● **Your goal**
Copy each line of the records that contains the word "InvalidHex".

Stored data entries
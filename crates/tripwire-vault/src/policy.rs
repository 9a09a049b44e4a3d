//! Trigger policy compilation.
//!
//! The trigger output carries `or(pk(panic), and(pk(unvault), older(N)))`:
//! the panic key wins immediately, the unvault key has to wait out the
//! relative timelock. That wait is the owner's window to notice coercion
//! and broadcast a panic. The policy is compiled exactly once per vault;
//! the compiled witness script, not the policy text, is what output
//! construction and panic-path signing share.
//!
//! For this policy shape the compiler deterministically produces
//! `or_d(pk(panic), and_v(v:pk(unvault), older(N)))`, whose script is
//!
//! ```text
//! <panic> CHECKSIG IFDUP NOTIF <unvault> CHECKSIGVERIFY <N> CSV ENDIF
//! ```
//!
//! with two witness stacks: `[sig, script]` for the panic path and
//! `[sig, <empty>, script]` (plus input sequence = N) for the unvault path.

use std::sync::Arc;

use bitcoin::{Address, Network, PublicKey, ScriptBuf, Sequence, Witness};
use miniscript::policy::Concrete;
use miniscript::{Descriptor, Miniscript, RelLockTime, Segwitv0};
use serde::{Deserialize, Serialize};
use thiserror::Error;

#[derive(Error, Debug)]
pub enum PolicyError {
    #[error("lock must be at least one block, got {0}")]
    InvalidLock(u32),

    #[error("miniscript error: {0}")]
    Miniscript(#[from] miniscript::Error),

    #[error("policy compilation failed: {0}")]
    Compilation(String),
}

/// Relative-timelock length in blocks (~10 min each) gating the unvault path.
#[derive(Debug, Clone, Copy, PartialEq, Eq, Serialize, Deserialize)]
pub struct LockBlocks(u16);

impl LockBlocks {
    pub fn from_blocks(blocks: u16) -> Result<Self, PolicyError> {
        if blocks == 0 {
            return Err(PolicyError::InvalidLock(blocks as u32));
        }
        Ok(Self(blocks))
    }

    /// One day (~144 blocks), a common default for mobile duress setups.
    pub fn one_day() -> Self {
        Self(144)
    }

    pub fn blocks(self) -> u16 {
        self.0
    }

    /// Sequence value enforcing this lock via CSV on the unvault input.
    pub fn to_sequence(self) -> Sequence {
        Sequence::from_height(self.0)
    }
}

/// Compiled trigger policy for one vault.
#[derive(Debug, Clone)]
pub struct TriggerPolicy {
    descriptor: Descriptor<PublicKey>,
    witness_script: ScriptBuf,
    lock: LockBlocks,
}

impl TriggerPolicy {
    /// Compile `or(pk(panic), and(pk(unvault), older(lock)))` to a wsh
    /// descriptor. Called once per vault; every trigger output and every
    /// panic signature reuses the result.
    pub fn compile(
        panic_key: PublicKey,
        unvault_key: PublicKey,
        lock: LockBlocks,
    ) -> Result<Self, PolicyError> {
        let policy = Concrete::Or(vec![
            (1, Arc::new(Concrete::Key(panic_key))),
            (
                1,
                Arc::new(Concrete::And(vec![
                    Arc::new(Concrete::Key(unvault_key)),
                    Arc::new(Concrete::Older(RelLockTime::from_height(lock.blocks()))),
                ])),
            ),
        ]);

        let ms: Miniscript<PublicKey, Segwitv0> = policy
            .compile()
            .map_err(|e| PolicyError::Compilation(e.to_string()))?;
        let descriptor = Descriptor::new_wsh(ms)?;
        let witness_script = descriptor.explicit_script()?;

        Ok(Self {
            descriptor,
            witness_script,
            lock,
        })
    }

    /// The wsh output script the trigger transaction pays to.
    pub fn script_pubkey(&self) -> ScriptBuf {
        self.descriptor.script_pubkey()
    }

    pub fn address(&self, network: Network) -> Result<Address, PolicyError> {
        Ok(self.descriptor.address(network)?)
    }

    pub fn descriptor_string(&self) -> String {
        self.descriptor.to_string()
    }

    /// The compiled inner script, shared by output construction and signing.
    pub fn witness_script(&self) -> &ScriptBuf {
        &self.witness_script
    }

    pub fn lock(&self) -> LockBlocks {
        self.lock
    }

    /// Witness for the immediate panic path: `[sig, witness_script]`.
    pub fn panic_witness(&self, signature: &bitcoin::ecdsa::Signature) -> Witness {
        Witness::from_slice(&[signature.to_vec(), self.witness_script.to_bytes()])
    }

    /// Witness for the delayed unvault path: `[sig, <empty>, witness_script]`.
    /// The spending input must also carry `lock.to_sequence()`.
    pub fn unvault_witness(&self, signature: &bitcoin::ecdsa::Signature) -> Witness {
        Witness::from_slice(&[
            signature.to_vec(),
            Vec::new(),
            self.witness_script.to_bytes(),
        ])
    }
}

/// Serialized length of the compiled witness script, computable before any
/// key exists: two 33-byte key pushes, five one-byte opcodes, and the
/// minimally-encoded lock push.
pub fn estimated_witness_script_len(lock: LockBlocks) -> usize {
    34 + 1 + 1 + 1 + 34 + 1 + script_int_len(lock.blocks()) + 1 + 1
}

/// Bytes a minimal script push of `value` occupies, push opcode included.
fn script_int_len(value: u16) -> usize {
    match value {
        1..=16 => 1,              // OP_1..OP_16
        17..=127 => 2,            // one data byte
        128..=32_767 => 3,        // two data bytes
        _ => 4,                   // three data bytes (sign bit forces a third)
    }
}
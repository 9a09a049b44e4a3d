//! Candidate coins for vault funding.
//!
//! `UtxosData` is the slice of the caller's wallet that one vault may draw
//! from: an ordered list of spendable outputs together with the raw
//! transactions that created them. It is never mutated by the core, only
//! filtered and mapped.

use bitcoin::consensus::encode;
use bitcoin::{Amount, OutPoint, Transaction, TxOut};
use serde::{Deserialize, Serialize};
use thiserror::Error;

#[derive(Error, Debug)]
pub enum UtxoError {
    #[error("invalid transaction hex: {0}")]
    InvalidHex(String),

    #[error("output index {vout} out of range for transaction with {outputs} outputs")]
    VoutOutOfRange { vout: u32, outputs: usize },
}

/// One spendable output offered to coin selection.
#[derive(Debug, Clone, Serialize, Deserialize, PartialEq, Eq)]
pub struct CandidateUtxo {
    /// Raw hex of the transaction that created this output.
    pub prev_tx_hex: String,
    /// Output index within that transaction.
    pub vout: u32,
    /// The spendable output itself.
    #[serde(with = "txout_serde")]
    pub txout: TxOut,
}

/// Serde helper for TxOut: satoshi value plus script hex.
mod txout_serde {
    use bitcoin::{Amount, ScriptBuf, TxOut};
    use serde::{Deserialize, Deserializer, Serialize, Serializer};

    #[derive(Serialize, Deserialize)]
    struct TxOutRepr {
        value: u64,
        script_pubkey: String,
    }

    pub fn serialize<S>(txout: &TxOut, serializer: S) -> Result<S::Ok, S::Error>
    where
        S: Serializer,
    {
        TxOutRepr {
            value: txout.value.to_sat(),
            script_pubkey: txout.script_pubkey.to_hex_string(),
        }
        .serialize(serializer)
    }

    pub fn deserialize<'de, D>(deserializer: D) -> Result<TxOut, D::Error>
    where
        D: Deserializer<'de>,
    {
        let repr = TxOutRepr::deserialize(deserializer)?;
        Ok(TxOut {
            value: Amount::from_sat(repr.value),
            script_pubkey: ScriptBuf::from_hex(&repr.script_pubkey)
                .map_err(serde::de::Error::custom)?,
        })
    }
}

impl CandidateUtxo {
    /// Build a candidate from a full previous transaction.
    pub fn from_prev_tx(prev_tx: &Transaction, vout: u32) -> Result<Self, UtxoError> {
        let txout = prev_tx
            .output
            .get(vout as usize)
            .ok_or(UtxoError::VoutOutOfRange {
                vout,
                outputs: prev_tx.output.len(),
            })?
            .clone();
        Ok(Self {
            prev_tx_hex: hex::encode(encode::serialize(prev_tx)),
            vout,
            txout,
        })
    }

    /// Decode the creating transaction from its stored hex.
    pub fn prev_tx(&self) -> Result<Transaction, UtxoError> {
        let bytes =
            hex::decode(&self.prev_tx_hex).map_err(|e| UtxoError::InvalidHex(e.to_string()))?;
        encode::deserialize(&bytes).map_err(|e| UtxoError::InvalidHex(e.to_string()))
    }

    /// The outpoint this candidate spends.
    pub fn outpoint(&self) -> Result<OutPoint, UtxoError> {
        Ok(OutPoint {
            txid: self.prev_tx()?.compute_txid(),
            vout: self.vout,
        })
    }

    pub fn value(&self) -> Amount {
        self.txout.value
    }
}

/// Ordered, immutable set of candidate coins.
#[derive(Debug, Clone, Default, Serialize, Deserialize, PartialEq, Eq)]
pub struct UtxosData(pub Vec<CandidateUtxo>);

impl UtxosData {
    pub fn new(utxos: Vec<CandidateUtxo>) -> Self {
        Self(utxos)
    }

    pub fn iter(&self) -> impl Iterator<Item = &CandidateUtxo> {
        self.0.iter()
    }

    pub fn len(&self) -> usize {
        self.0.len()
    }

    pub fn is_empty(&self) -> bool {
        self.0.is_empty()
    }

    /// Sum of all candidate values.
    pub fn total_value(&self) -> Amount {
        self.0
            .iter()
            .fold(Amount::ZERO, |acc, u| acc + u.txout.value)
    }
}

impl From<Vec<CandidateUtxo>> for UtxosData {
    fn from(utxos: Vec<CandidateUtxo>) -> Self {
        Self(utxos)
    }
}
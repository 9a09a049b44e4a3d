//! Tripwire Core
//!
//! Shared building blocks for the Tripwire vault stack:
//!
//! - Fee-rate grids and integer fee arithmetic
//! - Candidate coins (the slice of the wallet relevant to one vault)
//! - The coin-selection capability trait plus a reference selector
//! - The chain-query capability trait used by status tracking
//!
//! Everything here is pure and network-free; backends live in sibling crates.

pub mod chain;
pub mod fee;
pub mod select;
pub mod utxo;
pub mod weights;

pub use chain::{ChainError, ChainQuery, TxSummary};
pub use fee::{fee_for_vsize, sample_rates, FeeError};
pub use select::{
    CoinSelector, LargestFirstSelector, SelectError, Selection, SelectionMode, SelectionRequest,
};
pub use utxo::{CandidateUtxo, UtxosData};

● **Task result**
    InvalidHex(String),
            hex::decode(&self.prev_tx_hex).map_err(|e| UtxoError::InvalidHex(e.to_string()))?;
        encode::deserialize(&bytes).map_err(|e| UtxoError::InvalidHex(e.to_string()))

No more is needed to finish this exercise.